### [What to work on]
Reproduce the entries below in full, word for word.

******

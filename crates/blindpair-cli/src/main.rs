//! Blind preference study command line.

mod commands;
mod config;
mod error;

use anyhow::Context;
use clap::Parser;
use tracing::{error, info};
use tracing_subscriber::{fmt, prelude::*, EnvFilter};

use crate::commands::Commands;
use crate::config::CliConfig;

#[derive(Parser)]
#[command(name = "blindpair", version, about = "Blind side-by-side video preference studies")]
struct Cli {
    #[command(subcommand)]
    command: Commands,
}

fn init_tracing() -> anyhow::Result<()> {
    // Colored output for terminals, JSON when LOG_FORMAT=json
    let use_json = std::env::var("LOG_FORMAT")
        .map(|v| v.to_lowercase() == "json")
        .unwrap_or(false);

    let env_filter = EnvFilter::from_default_env()
        .add_directive("blindpair=info".parse().context("invalid log directive")?);

    if use_json {
        tracing_subscriber::registry()
            .with(fmt::layer().json().with_writer(std::io::stderr))
            .with(env_filter)
            .try_init()?;
    } else {
        tracing_subscriber::registry()
            .with(
                fmt::layer()
                    .with_writer(std::io::stderr)
                    .with_ansi(true)
                    .with_target(true)
                    .with_thread_ids(false)
                    .with_file(false)
                    .with_line_number(false),
            )
            .with(env_filter)
            .try_init()?;
    }
    Ok(())
}

#[tokio::main]
async fn main() {
    // TLS for the GitHub client; a provider may already be installed
    let _ = rustls::crypto::ring::default_provider().install_default();

    dotenvy::dotenv().ok();

    if let Err(e) = init_tracing() {
        eprintln!("Failed to initialise logging: {:#}", e);
        std::process::exit(1);
    }

    let cli = Cli::parse();
    let env = CliConfig::from_env();
    info!("Starting blindpair");

    match commands::dispatch(cli.command, &env).await {
        Ok(code) => std::process::exit(code),
        Err(e) => {
            error!("{}", e);
            eprintln!("Error: {}", e);
            std::process::exit(1);
        }
    }
}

******

### [Solution below]
filename crates/blindpair-cli/src/main.rs
//! Blind preference study command line.

mod commands;
mod config;
mod error;

use anyhow::Context;
use clap::Parser;
use tracing::{error, info};
use tracing_subscriber::{fmt, prelude::*, EnvFilter};

use crate::commands::Commands;
use crate::config::CliConfig;

#[derive(Parser)]
#[command(name = "blindpair", version, about = "Blind side-by-side video preference studies")]
struct Cli {
    #[command(subcommand)]
    command: Commands,
}

fn init_tracing() -> anyhow::Result<()> {
    // Colored output for terminals, JSON when LOG_FORMAT=json
    let use_json = std::env::var("LOG_FORMAT")
        .map(|v| v.to_lowercase() == "json")
        .unwrap_or(false);

    let env_filter = EnvFilter::from_default_env()
        .add_directive("blindpair=info".parse().context("invalid log directive")?);

    if use_json {
        tracing_subscriber::registry()
            .with(fmt::layer().json().with_writer(std::io::stderr))
            .with(env_filter)
            .try_init()?;
    } else {
        tracing_subscriber::registry()
            .with(
                fmt::layer()
                    .with_writer(std::io::stderr)
                    .with_ansi(true)
                    .with_target(true)
                    .with_thread_ids(false)
                    .with_file(false)
                    .with_line_number(false),
            )
            .with(env_filter)
            .try_init()?;
    }
    Ok(())
}

#[tokio::main]
async fn main() {
    // TLS for the GitHub client; a provider may already be installed
    let _ = rustls::crypto::ring::default_provider().install_default();

    dotenvy::dotenv().ok();

    if let Err(e) = init_tracing() {
        eprintln!("Failed to initialise logging: {:#}", e);
        std::process::exit(1);
    }

    let cli = Cli::parse();
    let env = CliConfig::from_env();
    info!("Starting blindpair");

    match commands::dispatch(cli.command, &env).await {
        Ok(code) => std::process::exit(code),
        Err(e) => {
            error!("{}", e);
            eprintln!("Error: {}", e);
            std::process::exit(1);
        }
    }
}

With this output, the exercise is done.